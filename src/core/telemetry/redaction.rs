//! Payload scrubbing before callback fan-out
//!
//! Telemetry callbacks must never see credentials or multi-megabyte
//! blobs: base64 payloads and embedded image URLs become placeholders,
//! long strings are truncated with a marker, configured regex patterns
//! are blanked, and values under sensitive key names are replaced
//! wholesale.

use base64::Engine;
use regex::Regex;
use serde_json::Value;
use std::collections::HashSet;
use std::sync::LazyLock;

/// Replacement for redacted values
pub const REDACTED: &str = "[REDACTED]";
/// Replacement for binary blobs
pub const BLOB_PLACEHOLDER: &str = "[BASE64_BLOB]";
/// Replacement for embedded image URLs
pub const IMAGE_PLACEHOLDER: &str = "[IMAGE_URL]";
/// Marker appended to truncated strings
pub const TRUNCATION_MARKER: &str = "...[TRUNCATED]";

/// Key names whose values are replaced wholesale (substring match)
static SENSITIVE_KEY_FRAGMENTS: LazyLock<Vec<&'static str>> =
    LazyLock::new(|| vec!["key", "token", "secret", "password", "auth", "credential"]);

/// Headers always redacted regardless of configuration
static SENSITIVE_HEADERS: LazyLock<HashSet<&'static str>> = LazyLock::new(|| {
    [
        "authorization",
        "proxy-authorization",
        "x-api-key",
        "api-key",
        "x-auth-token",
        "cookie",
        "set-cookie",
    ]
    .into_iter()
    .collect()
});

/// Scrubbing configuration
#[derive(Debug, Clone)]
pub struct ScrubConfig {
    /// Strings longer than this are truncated with a marker
    pub max_string_len: usize,
    /// Regex patterns whose matches are blanked
    pub patterns: Vec<Regex>,
    /// Extra sensitive key names (exact, case-insensitive)
    pub extra_sensitive_keys: Vec<String>,
}

impl Default for ScrubConfig {
    fn default() -> Self {
        Self {
            max_string_len: 4096,
            patterns: Vec::new(),
            extra_sensitive_keys: Vec::new(),
        }
    }
}

impl ScrubConfig {
    fn is_sensitive_key(&self, key: &str) -> bool {
        let key_lower = key.to_lowercase();
        SENSITIVE_KEY_FRAGMENTS
            .iter()
            .any(|fragment| key_lower.contains(fragment))
            || self
                .extra_sensitive_keys
                .iter()
                .any(|extra| extra.to_lowercase() == key_lower)
    }
}

/// Whether a string is an embedded binary payload
fn is_base64_blob(value: &str) -> bool {
    if value.starts_with("data:") && value.contains(";base64,") {
        return true;
    }
    if value.len() < 256 || !value.is_ascii() {
        return false;
    }
    // Long run of base64 alphabet that actually decodes: treat as blob
    let candidate: &str = &value[..value.len().min(512)];
    if !candidate
        .chars()
        .all(|c| c.is_ascii_alphanumeric() || matches!(c, '+' | '/' | '='))
    {
        return false;
    }
    let head = &candidate[..candidate.len() - candidate.len() % 4];
    base64::engine::general_purpose::STANDARD.decode(head).is_ok()
}

fn looks_like_image_url(value: &str) -> bool {
    (value.starts_with("http://") || value.starts_with("https://"))
        && [".png", ".jpg", ".jpeg", ".gif", ".webp", ".bmp"]
            .iter()
            .any(|ext| value.to_lowercase().split('?').next().unwrap_or("").ends_with(ext))
}

/// Scrub a single string value
pub fn scrub_string(value: &str, config: &ScrubConfig) -> String {
    if is_base64_blob(value) {
        return BLOB_PLACEHOLDER.to_string();
    }
    if looks_like_image_url(value) {
        return IMAGE_PLACEHOLDER.to_string();
    }

    let mut scrubbed = value.to_string();
    for pattern in &config.patterns {
        scrubbed = pattern.replace_all(&scrubbed, REDACTED).to_string();
    }

    if scrubbed.chars().count() > config.max_string_len {
        let mut truncated: String = scrubbed.chars().take(config.max_string_len).collect();
        truncated.push_str(TRUNCATION_MARKER);
        return truncated;
    }
    scrubbed
}

/// Scrub a JSON tree in place
pub fn scrub_value(value: &mut Value, config: &ScrubConfig) {
    match value {
        Value::Object(map) => {
            for (key, entry) in map.iter_mut() {
                if config.is_sensitive_key(key) {
                    *entry = Value::String(REDACTED.to_string());
                } else {
                    scrub_value(entry, config);
                }
            }
        }
        Value::Array(items) => {
            for item in items.iter_mut() {
                scrub_value(item, config);
            }
        }
        Value::String(text) => {
            let scrubbed = scrub_string(text, config);
            if scrubbed != *text {
                *value = Value::String(scrubbed);
            }
        }
        _ => {}
    }
}

/// Redact sensitive headers from a header list
pub fn redact_headers(headers: &[(String, String)]) -> Vec<(String, String)> {
    headers
        .iter()
        .map(|(name, value)| {
            if SENSITIVE_HEADERS.contains(name.to_lowercase().as_str()) {
                (name.clone(), REDACTED.to_string())
            } else {
                (name.clone(), value.clone())
            }
        })
        .collect()
}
·····
Go through the material line by line. Show each line that contains the string "matches".

_Solution for this task_:
    /// Regex patterns whose matches are blanked
        .all(|c| c.is_ascii_alphanumeric() || matches!(c, '+' | '/' | '='))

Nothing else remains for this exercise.